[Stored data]
.....
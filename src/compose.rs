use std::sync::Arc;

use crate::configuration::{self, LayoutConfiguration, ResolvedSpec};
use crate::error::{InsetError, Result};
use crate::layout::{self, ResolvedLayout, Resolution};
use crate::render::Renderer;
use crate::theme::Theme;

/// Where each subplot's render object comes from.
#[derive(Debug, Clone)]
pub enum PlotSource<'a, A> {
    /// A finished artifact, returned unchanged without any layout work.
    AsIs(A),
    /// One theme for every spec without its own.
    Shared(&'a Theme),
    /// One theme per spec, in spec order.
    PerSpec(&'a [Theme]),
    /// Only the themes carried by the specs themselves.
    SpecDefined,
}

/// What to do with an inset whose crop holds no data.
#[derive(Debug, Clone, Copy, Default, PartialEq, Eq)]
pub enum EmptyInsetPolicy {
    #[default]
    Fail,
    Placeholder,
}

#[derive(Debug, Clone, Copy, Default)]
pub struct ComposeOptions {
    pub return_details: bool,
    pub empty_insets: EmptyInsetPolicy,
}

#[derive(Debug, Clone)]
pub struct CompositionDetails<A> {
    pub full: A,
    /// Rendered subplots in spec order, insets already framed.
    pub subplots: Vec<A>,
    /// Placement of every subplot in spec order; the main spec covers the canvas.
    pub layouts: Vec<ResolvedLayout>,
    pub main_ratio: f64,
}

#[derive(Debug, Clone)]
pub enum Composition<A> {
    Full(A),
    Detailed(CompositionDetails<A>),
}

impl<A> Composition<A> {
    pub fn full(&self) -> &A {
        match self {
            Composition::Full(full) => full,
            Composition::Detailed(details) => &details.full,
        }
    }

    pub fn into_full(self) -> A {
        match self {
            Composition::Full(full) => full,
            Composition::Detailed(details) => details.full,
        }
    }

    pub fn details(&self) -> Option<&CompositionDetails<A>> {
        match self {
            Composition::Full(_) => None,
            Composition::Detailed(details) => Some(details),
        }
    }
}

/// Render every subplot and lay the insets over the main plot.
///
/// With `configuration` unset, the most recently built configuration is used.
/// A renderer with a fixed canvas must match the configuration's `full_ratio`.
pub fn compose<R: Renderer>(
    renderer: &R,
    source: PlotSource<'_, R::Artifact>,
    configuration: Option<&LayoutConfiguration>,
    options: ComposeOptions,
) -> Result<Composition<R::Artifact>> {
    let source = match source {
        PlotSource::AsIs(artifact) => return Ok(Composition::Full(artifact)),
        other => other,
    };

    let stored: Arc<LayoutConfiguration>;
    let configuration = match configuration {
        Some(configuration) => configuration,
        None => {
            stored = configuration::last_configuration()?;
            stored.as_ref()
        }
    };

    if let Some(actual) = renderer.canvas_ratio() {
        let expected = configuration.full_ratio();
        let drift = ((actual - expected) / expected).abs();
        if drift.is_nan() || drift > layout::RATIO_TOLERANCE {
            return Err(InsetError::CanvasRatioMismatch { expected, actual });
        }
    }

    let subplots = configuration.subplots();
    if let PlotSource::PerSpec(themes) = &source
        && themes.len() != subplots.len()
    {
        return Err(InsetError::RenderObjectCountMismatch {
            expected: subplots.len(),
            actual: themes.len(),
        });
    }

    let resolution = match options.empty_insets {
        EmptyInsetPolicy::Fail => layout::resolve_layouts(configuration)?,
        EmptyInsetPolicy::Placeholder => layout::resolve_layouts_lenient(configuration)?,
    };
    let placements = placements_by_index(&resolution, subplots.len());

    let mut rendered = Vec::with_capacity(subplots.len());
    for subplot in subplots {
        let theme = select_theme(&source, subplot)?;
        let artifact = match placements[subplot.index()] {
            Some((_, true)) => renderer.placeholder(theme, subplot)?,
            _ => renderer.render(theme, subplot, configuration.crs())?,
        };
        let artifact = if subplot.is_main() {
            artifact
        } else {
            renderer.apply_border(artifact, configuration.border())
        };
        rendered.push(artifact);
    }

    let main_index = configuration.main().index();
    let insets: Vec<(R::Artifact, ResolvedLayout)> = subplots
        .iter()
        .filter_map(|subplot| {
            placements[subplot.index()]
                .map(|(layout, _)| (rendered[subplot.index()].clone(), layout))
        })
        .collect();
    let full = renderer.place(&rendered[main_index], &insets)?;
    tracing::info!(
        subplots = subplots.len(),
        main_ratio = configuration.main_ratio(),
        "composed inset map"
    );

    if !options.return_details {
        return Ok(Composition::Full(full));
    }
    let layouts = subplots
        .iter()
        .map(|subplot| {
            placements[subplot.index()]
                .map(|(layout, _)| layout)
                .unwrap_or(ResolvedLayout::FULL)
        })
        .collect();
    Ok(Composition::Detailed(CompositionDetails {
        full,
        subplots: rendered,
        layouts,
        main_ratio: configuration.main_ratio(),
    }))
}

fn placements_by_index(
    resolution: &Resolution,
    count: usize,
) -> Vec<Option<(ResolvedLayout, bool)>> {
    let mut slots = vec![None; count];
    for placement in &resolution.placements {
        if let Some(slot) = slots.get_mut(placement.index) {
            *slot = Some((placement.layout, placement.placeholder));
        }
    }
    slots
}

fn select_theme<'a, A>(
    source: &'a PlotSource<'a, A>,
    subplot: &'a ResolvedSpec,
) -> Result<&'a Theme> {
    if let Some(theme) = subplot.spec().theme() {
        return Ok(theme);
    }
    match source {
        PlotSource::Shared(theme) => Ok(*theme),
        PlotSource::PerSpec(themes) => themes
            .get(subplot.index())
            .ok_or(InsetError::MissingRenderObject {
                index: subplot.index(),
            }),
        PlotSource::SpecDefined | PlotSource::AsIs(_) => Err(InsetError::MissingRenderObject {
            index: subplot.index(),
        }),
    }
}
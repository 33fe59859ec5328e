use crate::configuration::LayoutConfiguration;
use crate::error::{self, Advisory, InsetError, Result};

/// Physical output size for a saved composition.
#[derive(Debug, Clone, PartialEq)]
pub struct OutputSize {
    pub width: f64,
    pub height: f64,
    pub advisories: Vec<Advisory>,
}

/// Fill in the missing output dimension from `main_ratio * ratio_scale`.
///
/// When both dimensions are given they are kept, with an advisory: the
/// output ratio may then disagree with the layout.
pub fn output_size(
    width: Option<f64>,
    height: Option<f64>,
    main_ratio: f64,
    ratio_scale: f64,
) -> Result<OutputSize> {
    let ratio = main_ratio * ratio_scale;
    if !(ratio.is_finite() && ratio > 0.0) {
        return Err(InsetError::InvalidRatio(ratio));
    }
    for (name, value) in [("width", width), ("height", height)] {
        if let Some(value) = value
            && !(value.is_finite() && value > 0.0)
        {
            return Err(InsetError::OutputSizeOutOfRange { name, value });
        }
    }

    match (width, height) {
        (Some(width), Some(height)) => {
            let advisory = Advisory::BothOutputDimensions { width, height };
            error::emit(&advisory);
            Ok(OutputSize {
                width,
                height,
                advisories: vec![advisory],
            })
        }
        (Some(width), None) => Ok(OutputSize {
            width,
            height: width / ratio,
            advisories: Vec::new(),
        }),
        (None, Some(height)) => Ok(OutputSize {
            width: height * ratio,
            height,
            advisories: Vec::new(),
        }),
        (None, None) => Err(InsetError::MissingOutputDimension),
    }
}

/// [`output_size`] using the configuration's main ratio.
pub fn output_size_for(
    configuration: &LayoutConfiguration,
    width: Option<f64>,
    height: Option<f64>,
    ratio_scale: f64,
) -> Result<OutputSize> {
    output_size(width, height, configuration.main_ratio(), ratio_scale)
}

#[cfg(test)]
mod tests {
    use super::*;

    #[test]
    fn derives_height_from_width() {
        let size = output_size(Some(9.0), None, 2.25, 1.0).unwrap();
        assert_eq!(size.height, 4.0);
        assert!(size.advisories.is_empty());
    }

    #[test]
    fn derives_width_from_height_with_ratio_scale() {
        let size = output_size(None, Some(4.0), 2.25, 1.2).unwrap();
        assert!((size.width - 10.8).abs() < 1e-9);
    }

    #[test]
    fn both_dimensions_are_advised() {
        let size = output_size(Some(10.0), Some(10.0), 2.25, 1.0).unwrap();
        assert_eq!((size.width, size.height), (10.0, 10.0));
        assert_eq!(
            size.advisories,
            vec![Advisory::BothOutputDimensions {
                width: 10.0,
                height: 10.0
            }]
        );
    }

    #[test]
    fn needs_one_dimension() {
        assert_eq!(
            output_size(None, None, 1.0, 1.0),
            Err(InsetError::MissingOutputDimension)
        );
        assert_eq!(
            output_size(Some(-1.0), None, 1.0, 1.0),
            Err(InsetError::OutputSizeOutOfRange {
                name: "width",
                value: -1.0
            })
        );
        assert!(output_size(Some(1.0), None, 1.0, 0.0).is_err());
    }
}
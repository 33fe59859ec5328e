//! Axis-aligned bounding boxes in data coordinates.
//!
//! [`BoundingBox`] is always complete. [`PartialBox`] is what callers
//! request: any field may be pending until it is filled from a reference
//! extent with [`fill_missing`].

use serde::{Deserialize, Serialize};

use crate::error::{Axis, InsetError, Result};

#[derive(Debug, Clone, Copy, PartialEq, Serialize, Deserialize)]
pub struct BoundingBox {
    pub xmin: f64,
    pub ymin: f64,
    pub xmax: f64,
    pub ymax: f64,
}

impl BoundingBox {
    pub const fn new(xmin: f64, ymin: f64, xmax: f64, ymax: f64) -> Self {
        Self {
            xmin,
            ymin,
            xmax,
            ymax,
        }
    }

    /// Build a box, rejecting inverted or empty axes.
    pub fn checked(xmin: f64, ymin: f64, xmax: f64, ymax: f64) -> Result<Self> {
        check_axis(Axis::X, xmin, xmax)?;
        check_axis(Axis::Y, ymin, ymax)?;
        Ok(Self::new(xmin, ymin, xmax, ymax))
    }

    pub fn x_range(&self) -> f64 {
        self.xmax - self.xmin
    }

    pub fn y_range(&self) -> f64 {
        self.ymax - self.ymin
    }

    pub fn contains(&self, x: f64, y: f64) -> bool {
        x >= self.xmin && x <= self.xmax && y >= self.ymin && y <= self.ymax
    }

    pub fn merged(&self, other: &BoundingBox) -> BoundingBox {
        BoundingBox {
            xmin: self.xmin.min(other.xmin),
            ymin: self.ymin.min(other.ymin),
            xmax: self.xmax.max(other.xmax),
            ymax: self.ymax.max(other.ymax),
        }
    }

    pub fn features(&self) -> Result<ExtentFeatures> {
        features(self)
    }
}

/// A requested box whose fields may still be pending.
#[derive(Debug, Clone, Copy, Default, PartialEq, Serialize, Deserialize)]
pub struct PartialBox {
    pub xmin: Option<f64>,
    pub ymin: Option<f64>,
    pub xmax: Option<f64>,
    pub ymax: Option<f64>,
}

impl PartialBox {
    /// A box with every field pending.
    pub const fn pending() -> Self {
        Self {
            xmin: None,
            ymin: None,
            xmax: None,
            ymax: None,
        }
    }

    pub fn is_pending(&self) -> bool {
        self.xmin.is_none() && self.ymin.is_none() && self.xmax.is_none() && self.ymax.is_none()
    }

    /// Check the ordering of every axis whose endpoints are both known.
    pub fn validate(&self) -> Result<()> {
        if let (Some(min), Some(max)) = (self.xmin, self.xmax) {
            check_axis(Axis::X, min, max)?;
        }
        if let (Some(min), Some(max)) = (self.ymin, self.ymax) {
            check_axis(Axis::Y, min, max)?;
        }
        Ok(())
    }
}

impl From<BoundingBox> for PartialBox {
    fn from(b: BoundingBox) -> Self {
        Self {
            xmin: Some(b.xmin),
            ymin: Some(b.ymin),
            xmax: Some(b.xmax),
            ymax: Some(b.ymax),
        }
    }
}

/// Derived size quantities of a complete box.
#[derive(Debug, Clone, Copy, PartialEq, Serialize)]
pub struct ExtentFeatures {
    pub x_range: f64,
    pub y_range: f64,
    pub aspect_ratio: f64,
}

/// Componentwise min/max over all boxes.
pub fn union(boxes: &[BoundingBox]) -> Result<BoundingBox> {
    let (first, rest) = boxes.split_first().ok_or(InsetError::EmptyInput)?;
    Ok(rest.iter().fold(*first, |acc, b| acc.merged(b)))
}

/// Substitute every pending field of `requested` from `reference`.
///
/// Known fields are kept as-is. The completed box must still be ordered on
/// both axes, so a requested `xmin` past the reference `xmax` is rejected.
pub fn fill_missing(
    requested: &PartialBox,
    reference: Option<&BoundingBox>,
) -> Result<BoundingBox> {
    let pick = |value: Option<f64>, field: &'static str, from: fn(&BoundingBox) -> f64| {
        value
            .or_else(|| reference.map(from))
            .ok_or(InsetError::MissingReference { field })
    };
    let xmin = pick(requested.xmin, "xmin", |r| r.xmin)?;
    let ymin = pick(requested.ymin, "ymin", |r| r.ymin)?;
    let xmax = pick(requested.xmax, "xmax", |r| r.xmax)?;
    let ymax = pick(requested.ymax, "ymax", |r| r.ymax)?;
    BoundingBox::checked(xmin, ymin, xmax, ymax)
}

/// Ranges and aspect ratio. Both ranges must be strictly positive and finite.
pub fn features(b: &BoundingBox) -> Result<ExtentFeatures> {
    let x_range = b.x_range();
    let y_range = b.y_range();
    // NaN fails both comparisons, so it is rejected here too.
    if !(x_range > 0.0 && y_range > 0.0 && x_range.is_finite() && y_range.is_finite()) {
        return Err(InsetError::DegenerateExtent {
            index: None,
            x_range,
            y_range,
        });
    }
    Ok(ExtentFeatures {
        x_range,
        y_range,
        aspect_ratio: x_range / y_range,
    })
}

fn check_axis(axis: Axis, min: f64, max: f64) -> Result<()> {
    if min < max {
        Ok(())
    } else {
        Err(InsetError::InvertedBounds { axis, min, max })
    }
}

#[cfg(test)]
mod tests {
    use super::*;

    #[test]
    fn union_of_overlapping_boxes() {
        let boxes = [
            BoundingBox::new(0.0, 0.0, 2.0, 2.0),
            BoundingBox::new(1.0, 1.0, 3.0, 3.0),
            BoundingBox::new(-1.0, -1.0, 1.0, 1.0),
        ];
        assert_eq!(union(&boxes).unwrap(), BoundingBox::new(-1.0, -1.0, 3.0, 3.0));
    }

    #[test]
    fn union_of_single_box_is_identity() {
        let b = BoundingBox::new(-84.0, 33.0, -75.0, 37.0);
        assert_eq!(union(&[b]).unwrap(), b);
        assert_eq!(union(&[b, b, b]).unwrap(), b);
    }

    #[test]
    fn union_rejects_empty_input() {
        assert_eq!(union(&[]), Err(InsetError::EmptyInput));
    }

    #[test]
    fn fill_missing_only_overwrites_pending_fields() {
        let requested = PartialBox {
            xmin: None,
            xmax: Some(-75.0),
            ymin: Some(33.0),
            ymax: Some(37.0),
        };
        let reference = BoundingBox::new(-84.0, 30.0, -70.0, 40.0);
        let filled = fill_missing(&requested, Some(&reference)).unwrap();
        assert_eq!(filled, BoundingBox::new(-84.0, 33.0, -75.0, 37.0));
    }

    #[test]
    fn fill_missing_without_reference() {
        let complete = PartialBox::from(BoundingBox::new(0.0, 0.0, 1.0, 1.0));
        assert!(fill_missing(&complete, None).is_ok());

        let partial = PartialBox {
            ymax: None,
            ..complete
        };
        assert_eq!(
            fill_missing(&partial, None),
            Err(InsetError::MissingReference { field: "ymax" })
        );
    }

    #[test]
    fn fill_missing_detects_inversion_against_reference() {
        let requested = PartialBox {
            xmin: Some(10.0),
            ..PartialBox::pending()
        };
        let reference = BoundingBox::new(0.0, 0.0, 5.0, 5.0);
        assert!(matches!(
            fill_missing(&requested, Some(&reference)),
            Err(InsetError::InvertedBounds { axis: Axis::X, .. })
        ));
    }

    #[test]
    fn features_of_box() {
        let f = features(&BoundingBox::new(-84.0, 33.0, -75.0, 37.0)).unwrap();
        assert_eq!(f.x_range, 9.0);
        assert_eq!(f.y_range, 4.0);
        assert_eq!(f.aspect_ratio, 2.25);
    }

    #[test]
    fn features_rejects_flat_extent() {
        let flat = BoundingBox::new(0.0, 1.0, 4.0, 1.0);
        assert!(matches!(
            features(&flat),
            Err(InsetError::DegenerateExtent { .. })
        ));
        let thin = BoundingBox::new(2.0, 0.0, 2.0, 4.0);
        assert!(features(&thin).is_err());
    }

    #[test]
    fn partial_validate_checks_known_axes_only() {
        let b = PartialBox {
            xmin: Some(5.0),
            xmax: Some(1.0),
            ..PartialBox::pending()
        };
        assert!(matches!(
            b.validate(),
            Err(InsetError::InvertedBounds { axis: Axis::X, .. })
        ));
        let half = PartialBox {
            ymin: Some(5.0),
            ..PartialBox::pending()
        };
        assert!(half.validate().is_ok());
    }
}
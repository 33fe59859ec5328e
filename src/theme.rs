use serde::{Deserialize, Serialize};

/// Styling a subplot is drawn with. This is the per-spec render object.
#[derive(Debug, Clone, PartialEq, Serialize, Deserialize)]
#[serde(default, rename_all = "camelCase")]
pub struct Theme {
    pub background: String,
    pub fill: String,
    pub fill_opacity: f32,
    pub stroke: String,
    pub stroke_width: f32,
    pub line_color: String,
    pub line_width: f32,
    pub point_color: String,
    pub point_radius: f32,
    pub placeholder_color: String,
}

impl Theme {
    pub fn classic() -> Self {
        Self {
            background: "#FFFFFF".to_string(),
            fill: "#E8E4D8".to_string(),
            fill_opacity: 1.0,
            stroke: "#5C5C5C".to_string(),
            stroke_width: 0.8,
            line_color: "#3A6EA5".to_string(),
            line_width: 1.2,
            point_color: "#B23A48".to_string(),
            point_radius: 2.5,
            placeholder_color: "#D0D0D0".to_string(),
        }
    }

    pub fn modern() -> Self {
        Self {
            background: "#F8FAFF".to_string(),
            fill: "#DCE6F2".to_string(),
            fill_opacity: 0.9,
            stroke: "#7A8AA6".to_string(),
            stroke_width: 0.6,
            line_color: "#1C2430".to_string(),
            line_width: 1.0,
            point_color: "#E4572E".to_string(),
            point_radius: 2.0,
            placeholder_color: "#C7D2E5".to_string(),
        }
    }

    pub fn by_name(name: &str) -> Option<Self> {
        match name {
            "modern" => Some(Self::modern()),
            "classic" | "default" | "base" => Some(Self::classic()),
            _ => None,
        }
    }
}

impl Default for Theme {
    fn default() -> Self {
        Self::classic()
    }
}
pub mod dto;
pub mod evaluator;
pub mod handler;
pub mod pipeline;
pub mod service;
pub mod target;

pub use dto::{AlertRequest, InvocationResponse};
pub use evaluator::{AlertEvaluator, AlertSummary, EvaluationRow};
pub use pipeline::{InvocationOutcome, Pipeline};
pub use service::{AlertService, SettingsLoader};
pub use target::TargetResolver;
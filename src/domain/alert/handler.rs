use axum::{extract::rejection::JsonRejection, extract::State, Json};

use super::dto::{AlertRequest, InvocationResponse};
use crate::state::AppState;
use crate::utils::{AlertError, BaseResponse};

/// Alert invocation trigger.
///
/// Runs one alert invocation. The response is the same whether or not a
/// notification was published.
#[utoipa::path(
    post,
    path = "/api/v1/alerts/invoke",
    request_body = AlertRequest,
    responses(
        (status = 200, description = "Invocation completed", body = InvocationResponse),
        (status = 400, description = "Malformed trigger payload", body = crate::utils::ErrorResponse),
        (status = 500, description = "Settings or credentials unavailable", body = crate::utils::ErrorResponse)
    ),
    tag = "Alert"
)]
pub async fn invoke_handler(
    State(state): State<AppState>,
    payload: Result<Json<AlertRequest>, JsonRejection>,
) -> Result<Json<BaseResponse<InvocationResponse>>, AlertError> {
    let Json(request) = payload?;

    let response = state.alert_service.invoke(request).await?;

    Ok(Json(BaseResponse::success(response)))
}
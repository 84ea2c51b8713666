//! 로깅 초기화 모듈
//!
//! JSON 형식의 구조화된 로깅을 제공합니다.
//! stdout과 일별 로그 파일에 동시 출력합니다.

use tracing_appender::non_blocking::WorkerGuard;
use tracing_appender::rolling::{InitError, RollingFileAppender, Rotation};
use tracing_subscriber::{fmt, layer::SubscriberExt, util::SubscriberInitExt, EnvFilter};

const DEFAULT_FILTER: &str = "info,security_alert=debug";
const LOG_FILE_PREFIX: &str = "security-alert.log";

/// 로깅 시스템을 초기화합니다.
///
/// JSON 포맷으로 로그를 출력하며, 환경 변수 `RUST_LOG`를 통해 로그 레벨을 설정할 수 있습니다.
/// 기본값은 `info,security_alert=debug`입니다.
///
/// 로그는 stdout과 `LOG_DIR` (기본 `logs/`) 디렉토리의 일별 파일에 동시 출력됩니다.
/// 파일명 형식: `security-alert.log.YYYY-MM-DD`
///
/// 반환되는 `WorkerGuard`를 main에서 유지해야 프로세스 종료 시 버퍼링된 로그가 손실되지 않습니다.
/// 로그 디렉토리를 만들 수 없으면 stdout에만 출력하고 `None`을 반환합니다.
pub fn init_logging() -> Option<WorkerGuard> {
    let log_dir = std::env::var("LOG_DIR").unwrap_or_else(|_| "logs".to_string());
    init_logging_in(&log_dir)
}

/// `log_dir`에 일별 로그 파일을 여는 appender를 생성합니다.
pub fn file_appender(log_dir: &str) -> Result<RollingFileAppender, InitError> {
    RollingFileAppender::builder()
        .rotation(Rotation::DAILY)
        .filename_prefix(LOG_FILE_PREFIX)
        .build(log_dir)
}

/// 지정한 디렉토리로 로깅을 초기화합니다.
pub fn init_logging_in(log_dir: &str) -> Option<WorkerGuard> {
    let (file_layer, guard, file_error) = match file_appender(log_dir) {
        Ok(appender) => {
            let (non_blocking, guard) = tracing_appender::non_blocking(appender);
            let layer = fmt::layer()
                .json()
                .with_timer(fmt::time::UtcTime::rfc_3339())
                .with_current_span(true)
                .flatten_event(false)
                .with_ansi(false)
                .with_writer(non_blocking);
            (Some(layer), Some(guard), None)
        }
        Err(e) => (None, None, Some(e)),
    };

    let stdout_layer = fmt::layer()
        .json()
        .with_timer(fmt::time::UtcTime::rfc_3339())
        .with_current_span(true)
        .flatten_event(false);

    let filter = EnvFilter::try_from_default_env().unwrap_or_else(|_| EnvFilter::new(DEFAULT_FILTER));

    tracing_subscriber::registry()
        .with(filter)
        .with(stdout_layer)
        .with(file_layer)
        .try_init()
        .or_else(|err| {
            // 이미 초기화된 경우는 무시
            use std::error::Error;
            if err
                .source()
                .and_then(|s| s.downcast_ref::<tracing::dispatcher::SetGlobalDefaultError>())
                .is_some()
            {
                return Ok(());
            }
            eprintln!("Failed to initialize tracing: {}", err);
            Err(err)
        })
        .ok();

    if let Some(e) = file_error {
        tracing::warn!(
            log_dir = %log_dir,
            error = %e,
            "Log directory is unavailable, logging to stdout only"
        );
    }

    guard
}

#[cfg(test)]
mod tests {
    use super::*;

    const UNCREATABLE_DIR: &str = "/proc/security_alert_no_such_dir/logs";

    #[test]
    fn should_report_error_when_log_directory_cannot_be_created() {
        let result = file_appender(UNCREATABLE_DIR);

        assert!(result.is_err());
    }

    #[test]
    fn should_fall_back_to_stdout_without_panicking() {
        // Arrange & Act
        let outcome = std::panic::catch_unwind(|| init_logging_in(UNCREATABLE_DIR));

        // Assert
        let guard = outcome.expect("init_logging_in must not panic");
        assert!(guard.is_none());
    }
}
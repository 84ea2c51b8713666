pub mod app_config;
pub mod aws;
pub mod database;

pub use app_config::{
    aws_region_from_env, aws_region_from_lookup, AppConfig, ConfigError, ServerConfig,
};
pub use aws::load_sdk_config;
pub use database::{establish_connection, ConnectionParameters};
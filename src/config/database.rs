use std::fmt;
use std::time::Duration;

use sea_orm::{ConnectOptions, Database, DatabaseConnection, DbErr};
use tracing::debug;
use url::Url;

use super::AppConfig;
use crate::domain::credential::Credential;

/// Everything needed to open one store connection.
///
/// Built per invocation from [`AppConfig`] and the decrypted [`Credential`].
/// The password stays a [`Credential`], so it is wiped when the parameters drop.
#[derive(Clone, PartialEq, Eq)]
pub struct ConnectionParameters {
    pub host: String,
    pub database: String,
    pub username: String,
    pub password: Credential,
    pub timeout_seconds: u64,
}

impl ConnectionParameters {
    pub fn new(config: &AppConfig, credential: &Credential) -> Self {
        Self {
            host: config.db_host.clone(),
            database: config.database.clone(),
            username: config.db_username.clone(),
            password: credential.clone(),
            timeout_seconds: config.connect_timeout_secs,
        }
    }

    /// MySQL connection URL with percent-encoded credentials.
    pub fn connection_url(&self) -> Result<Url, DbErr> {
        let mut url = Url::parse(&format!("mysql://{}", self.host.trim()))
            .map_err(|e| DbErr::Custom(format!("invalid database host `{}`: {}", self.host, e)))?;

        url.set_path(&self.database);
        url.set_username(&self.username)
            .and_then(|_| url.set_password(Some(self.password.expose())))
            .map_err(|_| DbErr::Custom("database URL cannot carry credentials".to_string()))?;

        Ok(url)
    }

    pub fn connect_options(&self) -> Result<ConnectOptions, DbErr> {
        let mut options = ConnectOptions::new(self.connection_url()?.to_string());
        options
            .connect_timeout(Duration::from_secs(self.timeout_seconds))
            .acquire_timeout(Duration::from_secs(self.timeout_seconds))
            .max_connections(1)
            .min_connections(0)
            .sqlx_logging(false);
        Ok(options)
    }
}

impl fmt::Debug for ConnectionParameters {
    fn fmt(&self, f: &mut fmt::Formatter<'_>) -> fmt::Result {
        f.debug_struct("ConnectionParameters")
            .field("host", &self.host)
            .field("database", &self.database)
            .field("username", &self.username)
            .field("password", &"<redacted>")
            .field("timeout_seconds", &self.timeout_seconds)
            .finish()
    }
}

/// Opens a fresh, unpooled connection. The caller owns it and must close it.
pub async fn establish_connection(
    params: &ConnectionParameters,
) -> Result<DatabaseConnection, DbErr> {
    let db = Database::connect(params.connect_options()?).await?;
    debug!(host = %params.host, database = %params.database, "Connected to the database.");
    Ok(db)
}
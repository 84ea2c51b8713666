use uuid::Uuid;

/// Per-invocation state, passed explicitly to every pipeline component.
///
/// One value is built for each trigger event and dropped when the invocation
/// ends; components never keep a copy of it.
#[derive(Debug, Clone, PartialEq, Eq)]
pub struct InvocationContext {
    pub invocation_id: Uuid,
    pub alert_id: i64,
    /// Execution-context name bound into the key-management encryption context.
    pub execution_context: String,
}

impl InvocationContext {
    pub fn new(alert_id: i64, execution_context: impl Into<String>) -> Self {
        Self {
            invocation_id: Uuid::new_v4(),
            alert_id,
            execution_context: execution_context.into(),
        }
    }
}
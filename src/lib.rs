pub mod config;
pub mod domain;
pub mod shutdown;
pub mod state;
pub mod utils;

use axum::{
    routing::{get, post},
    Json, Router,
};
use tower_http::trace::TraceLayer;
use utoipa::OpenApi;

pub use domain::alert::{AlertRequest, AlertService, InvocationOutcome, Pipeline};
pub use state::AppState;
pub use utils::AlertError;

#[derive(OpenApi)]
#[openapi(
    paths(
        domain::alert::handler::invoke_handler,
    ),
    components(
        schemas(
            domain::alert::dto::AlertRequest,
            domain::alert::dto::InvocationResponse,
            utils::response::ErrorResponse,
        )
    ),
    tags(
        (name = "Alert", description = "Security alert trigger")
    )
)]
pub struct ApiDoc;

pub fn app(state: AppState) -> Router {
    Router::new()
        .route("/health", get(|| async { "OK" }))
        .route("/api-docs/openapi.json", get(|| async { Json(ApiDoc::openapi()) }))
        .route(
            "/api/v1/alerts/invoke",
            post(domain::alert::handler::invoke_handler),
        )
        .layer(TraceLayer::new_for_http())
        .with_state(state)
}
.....
Look above for the line containing "(Some(width), None) =>". Output from there through the line containing "assert_eq!((size.width, size.height), (10.0, 10.0));", exactly and inclusively.

Result for this task =
        (Some(width), None) => Ok(OutputSize {
            width,
            height: width / ratio,
            advisories: Vec::new(),
        }),
        (None, Some(height)) => Ok(OutputSize {
            width: height * ratio,
            height,
            advisories: Vec::new(),
        }),
        (None, None) => Err(InsetError::MissingOutputDimension),
    }
}

/// [`output_size`] using the configuration's main ratio.
pub fn output_size_for(
    configuration: &LayoutConfiguration,
    width: Option<f64>,
    height: Option<f64>,
    ratio_scale: f64,
) -> Result<OutputSize> {
    output_size(width, height, configuration.main_ratio(), ratio_scale)
}

#[cfg(test)]
mod tests {
    use super::*;

    #[test]
    fn derives_height_from_width() {
        let size = output_size(Some(9.0), None, 2.25, 1.0).unwrap();
        assert_eq!(size.height, 4.0);
        assert!(size.advisories.is_empty());
    }

    #[test]
    fn derives_width_from_height_with_ratio_scale() {
        let size = output_size(None, Some(4.0), 2.25, 1.2).unwrap();
        assert!((size.width - 10.8).abs() < 1e-9);
    }

    #[test]
    fn both_dimensions_are_advised() {
        let size = output_size(Some(10.0), Some(10.0), 2.25, 1.0).unwrap();
        assert_eq!((size.width, size.height), (10.0, 10.0));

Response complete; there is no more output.